→ **REQUIREMENT**:
Using the data below, work out how many lines contain the word "after", then state that number without comment.

→ **RECORDED INFORMATION**:
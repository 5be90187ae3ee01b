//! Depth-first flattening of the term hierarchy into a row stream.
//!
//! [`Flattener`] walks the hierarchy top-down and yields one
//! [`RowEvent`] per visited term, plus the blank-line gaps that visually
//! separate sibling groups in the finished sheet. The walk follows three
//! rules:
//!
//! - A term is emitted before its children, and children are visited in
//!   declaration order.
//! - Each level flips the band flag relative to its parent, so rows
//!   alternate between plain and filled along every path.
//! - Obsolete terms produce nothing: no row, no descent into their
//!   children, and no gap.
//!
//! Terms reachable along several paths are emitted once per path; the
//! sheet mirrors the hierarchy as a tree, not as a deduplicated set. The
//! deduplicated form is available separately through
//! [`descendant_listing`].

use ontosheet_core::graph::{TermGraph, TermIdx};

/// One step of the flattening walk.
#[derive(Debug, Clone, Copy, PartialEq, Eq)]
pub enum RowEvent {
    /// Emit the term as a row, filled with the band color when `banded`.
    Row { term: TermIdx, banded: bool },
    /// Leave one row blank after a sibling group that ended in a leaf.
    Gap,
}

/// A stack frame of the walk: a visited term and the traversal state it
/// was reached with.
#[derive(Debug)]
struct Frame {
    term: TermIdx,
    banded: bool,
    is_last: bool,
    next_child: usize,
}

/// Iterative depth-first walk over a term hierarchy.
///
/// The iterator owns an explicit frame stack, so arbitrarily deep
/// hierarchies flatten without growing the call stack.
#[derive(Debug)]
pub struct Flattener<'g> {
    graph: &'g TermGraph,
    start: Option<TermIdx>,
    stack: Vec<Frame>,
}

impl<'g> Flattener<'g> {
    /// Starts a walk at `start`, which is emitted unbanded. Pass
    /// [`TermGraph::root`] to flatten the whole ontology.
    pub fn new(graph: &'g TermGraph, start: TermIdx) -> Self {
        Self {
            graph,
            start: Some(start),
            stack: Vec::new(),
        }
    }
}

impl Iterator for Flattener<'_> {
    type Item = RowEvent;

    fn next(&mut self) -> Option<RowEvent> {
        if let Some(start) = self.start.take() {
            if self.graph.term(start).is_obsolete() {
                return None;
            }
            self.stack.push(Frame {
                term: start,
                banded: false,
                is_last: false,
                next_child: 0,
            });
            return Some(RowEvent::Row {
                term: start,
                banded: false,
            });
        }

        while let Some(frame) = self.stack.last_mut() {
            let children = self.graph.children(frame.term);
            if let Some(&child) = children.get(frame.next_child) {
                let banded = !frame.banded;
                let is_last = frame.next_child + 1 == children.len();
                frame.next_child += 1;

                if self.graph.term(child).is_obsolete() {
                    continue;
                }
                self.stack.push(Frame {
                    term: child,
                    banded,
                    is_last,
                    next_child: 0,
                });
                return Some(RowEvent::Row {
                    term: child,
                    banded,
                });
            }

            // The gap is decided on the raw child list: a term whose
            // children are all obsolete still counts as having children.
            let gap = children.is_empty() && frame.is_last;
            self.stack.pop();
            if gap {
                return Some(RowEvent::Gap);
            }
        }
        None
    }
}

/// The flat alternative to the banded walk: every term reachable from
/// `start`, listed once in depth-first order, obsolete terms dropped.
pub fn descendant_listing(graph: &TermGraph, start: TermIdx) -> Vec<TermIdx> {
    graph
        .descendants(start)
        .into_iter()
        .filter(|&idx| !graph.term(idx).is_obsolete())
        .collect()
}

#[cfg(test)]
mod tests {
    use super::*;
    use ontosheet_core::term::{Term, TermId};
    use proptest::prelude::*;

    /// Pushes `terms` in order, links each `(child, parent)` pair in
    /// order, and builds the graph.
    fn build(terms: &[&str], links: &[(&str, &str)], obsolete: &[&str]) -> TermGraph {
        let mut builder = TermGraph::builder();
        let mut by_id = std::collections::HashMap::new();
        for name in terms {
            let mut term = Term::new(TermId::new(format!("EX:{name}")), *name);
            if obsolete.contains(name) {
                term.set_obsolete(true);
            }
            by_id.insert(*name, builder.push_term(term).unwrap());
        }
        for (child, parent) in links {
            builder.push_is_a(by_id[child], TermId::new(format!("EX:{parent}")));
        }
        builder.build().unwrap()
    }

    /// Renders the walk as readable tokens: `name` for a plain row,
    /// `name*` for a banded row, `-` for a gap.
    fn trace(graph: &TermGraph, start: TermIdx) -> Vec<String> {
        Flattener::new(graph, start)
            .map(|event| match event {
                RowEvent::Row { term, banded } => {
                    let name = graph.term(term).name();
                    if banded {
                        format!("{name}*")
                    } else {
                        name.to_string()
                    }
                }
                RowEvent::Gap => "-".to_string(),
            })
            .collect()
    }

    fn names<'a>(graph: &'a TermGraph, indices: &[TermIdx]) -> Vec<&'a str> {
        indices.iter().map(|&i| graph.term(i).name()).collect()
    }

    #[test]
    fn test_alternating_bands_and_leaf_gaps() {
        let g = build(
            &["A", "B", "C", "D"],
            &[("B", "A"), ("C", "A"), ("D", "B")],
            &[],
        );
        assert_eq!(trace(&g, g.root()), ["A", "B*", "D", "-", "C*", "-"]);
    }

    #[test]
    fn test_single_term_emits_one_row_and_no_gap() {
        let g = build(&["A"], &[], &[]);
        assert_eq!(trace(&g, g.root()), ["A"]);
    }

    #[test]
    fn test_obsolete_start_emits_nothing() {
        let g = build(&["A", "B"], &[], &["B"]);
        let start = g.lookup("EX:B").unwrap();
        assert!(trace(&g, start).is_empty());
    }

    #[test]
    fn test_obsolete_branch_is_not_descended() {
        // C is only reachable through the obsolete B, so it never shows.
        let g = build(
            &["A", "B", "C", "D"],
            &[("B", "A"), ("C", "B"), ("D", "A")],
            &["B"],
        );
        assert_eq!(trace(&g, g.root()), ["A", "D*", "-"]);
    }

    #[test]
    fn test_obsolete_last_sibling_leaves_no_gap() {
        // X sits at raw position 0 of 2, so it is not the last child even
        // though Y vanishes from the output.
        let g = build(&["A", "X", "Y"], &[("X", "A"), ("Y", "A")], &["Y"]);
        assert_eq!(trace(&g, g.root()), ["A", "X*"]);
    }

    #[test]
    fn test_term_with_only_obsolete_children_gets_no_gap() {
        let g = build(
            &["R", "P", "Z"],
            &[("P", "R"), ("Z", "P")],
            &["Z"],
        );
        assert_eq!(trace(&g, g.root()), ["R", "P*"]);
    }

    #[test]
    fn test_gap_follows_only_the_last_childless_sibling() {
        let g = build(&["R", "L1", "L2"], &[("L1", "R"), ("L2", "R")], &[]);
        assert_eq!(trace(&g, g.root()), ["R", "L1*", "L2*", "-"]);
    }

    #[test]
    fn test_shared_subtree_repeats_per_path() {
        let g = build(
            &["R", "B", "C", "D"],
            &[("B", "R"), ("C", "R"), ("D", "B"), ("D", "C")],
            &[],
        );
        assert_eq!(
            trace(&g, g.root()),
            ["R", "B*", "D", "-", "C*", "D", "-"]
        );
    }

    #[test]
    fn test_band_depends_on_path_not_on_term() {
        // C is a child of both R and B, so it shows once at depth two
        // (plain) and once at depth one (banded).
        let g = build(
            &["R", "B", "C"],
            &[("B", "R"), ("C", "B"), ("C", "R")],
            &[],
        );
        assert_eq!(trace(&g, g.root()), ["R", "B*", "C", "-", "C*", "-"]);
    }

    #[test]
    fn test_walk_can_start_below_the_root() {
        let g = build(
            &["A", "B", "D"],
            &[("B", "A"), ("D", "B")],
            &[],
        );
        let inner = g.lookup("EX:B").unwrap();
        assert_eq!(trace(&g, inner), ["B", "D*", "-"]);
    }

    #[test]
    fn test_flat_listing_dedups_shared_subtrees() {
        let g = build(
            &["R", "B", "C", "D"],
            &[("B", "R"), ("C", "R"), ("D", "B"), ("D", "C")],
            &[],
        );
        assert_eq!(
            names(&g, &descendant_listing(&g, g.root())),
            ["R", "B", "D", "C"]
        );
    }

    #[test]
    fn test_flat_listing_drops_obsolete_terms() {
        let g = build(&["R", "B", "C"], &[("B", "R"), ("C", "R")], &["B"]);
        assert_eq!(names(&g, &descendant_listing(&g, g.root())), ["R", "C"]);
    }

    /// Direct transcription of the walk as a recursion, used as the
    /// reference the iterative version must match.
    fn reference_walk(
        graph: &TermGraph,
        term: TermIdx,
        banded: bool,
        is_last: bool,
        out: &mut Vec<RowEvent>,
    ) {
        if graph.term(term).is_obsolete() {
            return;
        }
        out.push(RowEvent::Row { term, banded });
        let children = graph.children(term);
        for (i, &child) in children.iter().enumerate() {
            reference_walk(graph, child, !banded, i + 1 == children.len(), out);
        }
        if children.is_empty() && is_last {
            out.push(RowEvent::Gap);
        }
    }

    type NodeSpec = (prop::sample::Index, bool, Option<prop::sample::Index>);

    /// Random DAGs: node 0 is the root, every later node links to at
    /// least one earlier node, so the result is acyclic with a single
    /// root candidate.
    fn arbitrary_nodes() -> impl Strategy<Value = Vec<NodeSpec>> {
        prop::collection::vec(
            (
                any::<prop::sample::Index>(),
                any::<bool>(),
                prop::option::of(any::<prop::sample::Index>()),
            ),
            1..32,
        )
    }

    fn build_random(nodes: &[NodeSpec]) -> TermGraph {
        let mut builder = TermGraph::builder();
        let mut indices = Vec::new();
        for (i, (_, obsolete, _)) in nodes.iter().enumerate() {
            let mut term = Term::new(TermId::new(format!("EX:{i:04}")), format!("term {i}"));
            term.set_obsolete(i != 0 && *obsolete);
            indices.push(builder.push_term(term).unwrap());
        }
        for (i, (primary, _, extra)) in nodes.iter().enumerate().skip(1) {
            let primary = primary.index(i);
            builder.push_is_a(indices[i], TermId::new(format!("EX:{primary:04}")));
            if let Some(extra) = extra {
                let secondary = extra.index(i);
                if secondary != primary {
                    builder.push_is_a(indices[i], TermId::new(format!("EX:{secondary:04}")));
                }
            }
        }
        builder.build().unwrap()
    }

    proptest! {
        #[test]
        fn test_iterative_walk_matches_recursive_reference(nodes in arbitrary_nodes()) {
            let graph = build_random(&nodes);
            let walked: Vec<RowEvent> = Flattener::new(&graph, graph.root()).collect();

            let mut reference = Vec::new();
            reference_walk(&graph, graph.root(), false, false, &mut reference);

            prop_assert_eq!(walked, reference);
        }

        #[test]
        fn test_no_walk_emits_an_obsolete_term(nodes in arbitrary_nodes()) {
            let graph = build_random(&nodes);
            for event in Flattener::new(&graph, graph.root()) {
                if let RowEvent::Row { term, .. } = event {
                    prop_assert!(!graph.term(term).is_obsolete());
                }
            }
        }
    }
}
==
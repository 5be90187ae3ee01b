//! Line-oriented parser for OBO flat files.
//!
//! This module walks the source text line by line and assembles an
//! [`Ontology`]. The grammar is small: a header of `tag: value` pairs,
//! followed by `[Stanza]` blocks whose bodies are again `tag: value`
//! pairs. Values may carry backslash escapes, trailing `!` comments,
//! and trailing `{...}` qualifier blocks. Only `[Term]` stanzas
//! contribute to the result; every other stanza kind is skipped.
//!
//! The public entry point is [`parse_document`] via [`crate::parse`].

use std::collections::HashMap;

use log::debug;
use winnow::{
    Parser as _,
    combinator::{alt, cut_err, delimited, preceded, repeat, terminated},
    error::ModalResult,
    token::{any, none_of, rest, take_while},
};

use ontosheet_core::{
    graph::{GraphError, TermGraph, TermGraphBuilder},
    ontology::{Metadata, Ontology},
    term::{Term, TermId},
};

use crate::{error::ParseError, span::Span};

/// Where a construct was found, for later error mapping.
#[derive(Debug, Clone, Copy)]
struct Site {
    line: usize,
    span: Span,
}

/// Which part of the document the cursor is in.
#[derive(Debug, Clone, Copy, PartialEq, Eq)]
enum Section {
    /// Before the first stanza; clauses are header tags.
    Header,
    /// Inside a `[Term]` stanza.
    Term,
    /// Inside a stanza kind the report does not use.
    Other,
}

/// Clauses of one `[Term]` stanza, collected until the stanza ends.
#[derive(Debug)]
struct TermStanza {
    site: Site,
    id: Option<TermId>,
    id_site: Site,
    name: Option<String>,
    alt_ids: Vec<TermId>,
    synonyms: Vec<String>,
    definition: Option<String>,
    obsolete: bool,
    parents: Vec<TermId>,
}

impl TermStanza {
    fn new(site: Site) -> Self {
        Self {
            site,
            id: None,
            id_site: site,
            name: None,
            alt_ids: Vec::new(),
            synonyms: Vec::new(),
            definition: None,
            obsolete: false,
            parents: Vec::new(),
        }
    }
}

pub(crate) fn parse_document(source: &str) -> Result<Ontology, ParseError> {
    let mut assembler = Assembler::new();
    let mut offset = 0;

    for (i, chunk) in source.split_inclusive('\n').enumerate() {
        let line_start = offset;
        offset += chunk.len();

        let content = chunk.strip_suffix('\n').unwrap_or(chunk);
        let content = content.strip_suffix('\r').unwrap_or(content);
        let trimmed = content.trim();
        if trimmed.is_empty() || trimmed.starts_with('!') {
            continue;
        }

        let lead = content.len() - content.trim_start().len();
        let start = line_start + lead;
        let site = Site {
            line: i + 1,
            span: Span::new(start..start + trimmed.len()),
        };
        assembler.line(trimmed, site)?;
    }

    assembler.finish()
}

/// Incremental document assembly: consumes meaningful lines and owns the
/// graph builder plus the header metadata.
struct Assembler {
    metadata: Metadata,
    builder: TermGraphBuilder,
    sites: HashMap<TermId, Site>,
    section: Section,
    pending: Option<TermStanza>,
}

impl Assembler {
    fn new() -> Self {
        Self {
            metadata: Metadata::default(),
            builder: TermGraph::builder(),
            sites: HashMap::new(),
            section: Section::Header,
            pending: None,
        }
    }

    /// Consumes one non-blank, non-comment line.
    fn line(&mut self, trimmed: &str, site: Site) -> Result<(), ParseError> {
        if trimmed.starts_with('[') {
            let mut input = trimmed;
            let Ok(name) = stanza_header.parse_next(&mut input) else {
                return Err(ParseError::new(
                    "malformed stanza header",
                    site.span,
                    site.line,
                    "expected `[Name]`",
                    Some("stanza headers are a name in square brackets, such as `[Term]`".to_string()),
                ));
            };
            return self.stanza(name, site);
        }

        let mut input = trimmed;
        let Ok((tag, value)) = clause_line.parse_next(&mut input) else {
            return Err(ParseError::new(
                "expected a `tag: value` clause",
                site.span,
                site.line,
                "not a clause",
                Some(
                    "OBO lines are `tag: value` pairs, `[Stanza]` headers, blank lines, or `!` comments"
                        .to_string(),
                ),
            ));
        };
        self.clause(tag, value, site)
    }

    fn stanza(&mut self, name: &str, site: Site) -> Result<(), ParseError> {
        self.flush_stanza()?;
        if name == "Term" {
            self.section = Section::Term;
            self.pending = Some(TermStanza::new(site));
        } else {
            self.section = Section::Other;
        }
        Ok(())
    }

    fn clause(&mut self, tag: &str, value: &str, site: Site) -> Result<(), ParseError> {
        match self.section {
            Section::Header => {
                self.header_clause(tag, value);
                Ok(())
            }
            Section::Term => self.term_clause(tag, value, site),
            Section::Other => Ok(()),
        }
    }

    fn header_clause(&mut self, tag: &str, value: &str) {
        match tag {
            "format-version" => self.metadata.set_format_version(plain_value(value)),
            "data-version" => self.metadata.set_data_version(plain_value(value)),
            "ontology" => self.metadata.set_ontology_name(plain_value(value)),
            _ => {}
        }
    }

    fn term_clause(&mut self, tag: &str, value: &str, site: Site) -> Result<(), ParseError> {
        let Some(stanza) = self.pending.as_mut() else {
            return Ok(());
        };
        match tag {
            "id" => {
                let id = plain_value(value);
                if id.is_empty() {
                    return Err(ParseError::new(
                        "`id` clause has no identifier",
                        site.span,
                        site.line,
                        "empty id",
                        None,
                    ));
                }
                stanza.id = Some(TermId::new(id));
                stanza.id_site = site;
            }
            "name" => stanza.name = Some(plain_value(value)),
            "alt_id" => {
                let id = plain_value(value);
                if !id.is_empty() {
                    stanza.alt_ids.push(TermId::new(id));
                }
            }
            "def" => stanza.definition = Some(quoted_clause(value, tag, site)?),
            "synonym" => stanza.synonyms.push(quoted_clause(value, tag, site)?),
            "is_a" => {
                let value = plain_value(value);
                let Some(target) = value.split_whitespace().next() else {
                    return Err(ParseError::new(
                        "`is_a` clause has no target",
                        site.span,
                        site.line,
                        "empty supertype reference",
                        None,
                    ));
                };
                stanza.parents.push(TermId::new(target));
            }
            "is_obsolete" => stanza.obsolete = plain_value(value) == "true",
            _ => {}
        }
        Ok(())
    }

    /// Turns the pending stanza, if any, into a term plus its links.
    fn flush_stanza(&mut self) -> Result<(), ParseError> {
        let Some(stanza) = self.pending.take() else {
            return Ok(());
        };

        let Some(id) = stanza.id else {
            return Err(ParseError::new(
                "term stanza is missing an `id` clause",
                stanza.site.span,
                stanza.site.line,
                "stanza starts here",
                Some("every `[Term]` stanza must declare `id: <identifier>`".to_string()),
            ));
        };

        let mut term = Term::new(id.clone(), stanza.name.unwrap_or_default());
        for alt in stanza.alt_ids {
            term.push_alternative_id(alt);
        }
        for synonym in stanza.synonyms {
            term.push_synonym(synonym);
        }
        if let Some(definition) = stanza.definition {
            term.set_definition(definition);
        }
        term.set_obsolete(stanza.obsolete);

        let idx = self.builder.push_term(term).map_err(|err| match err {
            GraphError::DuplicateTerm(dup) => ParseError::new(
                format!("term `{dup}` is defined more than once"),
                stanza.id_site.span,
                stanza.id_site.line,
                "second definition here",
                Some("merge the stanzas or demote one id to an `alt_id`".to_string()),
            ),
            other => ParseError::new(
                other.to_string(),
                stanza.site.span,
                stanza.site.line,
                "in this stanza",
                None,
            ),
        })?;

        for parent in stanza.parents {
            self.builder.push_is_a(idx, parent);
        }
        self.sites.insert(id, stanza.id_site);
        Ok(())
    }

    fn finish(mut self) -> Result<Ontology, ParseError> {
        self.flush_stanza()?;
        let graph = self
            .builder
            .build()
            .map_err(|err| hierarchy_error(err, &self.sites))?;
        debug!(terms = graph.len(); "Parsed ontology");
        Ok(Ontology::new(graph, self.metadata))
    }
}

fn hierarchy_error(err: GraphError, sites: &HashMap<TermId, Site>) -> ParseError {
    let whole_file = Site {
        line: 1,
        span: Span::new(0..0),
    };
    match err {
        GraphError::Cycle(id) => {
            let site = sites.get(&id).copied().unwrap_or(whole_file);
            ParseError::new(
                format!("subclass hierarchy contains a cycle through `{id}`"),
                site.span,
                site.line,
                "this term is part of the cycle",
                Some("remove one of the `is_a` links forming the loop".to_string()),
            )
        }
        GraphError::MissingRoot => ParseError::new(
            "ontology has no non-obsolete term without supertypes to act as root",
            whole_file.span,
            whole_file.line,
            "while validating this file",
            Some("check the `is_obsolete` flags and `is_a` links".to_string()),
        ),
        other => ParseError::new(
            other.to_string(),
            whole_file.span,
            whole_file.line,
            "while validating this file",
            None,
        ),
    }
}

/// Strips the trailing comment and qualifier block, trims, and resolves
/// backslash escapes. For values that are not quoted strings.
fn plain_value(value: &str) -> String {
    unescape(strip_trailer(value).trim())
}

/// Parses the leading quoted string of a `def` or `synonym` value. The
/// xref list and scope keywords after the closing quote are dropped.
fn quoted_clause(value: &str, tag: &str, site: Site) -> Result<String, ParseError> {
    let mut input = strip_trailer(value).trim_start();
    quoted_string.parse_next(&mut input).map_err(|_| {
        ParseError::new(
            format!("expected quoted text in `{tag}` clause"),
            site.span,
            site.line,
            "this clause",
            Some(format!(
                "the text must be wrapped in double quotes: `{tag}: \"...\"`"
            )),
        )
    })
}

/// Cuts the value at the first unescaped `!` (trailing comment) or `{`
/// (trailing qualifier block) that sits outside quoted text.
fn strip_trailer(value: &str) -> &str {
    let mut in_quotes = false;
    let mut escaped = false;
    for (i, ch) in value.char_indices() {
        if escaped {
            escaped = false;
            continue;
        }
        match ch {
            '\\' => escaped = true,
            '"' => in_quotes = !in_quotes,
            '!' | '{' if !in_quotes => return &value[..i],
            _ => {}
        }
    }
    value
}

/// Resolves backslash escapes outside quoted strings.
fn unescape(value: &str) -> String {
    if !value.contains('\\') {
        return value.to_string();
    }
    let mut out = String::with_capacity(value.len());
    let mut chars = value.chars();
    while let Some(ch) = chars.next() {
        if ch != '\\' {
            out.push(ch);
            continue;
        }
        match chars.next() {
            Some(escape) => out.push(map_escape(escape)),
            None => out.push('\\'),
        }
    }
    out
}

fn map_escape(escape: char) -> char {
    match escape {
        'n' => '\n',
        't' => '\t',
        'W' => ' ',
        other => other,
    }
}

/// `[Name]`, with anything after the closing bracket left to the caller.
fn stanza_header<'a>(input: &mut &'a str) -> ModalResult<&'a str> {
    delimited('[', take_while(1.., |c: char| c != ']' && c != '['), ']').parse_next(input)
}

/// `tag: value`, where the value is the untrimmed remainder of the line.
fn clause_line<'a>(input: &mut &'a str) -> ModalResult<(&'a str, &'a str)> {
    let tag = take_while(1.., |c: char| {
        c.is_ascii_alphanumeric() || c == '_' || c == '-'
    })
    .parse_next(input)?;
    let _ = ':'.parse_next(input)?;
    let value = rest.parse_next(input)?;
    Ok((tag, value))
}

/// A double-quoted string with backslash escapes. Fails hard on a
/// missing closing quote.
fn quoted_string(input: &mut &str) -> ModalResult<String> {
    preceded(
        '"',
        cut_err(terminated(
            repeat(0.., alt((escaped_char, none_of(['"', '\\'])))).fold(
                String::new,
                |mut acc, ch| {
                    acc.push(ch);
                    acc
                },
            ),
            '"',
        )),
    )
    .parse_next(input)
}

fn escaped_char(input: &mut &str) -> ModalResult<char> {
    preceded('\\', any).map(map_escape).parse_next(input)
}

→ **WRITTEN RESPONSE**:
3